--- WHAT THIS TASK INVOLVES ---
In the listing that follows, locate the line containing "pub fn for_angle(angle: Angle)" and the line containing "if product.chars().count() >". Retype exactly those two lines and every line between them, and nothing more.

#### AVAILABLE RECORDS ####

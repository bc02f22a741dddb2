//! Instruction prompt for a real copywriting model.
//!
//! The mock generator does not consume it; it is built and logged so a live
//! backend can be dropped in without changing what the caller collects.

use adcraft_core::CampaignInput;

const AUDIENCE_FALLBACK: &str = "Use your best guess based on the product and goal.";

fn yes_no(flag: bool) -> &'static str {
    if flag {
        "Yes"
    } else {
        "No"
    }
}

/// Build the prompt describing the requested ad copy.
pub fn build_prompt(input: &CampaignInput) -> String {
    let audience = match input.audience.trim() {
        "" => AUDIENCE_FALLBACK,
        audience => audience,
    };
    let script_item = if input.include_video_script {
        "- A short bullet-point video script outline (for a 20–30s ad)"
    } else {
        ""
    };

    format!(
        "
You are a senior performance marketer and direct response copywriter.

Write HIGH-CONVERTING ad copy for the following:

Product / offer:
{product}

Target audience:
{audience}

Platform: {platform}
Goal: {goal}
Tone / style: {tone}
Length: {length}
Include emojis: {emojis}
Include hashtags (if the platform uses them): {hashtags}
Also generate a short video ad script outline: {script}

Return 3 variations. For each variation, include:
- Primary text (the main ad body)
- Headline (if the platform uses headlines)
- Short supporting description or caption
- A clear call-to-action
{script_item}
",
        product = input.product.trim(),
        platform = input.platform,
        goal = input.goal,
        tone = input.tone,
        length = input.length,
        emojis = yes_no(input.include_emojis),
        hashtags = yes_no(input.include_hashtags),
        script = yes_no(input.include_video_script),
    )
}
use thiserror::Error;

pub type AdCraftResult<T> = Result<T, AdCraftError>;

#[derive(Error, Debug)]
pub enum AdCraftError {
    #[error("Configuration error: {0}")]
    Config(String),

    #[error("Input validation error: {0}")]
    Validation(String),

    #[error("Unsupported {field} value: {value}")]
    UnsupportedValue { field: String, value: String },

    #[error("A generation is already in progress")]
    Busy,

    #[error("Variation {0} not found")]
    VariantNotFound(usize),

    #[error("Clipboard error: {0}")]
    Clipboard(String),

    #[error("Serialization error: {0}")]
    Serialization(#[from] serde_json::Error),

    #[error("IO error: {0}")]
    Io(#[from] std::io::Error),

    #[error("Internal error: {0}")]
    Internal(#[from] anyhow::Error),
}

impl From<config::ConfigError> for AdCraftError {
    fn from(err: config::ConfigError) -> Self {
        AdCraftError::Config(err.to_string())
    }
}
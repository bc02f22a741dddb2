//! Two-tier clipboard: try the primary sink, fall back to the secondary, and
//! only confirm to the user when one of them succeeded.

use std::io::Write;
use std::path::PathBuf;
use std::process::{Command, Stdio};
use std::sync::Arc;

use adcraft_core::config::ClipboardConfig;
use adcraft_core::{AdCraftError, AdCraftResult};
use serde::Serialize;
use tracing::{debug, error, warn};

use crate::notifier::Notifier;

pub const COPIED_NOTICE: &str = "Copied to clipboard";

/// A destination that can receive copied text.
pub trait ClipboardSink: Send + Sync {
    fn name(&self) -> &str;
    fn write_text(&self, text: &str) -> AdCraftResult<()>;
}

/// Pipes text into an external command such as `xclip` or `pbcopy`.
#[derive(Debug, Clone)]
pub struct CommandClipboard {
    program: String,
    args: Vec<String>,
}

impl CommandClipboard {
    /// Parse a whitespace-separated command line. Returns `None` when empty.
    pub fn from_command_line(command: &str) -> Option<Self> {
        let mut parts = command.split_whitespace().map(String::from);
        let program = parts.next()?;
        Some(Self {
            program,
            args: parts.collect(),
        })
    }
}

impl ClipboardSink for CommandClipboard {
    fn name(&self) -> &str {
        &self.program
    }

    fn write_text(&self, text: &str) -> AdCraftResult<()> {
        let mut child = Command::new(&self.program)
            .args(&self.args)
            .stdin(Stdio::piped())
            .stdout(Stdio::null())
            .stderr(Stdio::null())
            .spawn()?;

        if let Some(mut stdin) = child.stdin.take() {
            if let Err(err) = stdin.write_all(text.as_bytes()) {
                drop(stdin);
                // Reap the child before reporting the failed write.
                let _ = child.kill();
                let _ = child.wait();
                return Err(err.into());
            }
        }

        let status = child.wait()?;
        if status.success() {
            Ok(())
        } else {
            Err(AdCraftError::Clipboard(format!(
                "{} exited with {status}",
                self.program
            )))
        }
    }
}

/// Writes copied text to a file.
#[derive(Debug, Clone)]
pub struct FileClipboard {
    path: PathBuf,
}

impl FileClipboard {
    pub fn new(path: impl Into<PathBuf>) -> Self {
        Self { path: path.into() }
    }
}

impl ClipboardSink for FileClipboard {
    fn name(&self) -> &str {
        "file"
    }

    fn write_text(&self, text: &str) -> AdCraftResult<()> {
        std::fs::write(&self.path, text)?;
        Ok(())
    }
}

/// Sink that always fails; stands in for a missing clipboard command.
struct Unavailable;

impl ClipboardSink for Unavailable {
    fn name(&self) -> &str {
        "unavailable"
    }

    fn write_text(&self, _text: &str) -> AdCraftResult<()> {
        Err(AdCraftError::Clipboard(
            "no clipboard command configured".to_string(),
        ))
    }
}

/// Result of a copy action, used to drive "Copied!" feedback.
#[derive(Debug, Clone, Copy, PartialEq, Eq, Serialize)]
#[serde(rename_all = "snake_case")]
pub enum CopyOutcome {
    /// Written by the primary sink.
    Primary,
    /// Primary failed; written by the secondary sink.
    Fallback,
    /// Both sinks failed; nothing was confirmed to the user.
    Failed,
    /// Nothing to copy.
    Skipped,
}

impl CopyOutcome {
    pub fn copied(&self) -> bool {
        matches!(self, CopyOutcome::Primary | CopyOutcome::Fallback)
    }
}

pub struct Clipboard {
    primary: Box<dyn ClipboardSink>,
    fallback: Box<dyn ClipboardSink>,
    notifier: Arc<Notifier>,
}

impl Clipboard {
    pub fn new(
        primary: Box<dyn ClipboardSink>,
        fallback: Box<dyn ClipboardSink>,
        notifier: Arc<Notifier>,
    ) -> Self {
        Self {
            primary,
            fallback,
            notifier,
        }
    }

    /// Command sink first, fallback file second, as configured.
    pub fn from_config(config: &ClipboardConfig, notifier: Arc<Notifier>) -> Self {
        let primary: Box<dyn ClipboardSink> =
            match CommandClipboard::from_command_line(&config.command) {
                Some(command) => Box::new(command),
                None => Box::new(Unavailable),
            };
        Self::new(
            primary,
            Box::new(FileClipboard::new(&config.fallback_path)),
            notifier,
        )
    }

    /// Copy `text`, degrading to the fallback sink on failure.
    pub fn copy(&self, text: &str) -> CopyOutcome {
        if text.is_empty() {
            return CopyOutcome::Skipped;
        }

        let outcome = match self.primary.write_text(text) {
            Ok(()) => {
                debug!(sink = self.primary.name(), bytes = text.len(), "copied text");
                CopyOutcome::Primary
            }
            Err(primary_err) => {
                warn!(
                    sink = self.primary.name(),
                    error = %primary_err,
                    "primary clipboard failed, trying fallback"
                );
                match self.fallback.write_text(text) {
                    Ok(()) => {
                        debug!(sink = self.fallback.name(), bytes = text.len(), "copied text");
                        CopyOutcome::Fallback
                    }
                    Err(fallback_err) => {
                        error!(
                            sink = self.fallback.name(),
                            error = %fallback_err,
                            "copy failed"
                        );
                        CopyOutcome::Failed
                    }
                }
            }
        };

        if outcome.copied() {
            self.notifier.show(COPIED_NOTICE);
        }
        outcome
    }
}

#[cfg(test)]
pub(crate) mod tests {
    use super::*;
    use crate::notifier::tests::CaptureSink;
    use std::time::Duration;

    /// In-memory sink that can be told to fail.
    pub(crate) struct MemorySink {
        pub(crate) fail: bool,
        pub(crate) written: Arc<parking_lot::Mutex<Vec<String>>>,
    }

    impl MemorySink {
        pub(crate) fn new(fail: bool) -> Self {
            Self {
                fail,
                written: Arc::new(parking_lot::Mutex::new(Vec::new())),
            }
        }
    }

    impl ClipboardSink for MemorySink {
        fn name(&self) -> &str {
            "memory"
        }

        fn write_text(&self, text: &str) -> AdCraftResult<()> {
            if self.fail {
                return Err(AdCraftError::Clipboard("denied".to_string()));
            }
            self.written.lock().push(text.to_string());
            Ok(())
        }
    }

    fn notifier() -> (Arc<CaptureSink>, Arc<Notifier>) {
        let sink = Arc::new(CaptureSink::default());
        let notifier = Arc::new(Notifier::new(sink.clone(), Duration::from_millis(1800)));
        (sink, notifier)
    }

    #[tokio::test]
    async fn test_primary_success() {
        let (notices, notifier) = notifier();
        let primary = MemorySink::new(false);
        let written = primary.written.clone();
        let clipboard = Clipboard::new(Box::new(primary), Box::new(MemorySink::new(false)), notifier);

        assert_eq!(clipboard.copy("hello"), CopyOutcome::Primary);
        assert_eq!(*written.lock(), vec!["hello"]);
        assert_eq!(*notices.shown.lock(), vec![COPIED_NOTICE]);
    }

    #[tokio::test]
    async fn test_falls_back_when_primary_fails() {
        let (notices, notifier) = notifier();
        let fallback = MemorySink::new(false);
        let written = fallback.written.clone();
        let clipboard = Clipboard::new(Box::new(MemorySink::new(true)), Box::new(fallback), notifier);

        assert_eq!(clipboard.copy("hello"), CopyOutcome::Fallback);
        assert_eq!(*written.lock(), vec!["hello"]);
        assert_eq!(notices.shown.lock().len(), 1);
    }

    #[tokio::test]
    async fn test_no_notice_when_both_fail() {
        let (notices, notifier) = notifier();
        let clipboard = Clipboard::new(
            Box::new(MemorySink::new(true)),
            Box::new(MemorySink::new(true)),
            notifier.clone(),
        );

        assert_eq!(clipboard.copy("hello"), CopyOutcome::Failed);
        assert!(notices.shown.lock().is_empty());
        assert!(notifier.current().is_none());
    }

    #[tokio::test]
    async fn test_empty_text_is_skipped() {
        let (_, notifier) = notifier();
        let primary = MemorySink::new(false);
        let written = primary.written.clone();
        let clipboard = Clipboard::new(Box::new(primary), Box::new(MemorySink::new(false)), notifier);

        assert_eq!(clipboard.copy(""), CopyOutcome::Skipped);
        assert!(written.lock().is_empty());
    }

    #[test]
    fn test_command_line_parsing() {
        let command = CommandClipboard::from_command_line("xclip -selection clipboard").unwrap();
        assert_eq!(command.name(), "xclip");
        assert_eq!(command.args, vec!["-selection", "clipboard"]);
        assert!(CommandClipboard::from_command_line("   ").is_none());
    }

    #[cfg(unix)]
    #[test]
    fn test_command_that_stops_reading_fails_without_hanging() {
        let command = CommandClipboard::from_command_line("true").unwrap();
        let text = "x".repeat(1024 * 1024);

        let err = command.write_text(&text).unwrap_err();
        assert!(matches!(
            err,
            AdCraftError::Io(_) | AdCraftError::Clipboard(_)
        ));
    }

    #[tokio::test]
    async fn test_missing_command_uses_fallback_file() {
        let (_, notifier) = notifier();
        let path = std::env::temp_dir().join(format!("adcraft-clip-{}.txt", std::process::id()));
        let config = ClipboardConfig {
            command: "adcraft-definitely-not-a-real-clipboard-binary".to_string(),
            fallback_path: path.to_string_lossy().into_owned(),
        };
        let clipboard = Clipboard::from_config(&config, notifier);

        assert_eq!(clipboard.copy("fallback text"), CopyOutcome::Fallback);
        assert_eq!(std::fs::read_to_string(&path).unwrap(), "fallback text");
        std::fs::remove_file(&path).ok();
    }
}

####
#### AVAILABLE RECORDS ####

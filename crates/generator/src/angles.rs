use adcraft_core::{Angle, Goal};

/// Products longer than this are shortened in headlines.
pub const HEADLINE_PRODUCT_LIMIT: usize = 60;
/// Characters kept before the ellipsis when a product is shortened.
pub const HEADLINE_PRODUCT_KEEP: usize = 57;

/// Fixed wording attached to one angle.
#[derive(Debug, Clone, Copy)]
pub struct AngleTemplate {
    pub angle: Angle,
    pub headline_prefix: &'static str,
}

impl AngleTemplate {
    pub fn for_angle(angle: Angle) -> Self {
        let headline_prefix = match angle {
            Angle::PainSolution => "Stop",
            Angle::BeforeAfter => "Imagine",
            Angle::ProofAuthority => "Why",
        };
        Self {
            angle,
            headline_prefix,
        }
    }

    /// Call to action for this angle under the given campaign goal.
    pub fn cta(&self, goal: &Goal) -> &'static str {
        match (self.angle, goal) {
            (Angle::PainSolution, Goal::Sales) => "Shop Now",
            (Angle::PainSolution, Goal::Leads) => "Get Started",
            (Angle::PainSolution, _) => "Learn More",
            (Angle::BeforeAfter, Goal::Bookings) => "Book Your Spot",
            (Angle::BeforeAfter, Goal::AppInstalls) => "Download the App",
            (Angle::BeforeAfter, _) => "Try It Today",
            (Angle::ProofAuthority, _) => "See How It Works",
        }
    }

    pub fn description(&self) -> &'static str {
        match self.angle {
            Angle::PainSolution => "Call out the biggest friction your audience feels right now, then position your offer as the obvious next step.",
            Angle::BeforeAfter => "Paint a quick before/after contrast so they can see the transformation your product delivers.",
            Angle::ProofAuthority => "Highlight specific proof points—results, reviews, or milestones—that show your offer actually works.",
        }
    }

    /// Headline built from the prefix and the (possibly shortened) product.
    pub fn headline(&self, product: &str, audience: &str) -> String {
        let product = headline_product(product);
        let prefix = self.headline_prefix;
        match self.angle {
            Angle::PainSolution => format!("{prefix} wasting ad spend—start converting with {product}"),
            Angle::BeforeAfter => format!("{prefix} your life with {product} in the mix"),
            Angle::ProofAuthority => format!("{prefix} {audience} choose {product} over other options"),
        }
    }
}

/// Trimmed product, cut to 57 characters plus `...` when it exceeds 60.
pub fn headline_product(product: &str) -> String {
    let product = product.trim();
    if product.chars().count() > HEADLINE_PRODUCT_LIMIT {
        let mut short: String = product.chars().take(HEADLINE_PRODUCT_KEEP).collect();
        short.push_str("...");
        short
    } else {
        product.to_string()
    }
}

####

--- RESPONSE BELOW ---
    pub fn for_angle(angle: Angle) -> Self {
        let headline_prefix = match angle {
            Angle::PainSolution => "Stop",
            Angle::BeforeAfter => "Imagine",
            Angle::ProofAuthority => "Why",
        };
        Self {
            angle,
            headline_prefix,
        }
    }

    /// Call to action for this angle under the given campaign goal.
    pub fn cta(&self, goal: &Goal) -> &'static str {
        match (self.angle, goal) {
            (Angle::PainSolution, Goal::Sales) => "Shop Now",
            (Angle::PainSolution, Goal::Leads) => "Get Started",
            (Angle::PainSolution, _) => "Learn More",
            (Angle::BeforeAfter, Goal::Bookings) => "Book Your Spot",
            (Angle::BeforeAfter, Goal::AppInstalls) => "Download the App",
            (Angle::BeforeAfter, _) => "Try It Today",
            (Angle::ProofAuthority, _) => "See How It Works",
        }
    }

    pub fn description(&self) -> &'static str {
        match self.angle {
            Angle::PainSolution => "Call out the biggest friction your audience feels right now, then position your offer as the obvious next step.",
            Angle::BeforeAfter => "Paint a quick before/after contrast so they can see the transformation your product delivers.",
            Angle::ProofAuthority => "Highlight specific proof points—results, reviews, or milestones—that show your offer actually works.",
        }
    }

    /// Headline built from the prefix and the (possibly shortened) product.
    pub fn headline(&self, product: &str, audience: &str) -> String {
        let product = headline_product(product);
        let prefix = self.headline_prefix;
        match self.angle {
            Angle::PainSolution => format!("{prefix} wasting ad spend—start converting with {product}"),
            Angle::BeforeAfter => format!("{prefix} your life with {product} in the mix"),
            Angle::ProofAuthority => format!("{prefix} {audience} choose {product} over other options"),
        }
    }
}

/// Trimmed product, cut to 57 characters plus `...` when it exceeds 60.
pub fn headline_product(product: &str) -> String {
    let product = product.trim();
    if product.chars().count() > HEADLINE_PRODUCT_LIMIT {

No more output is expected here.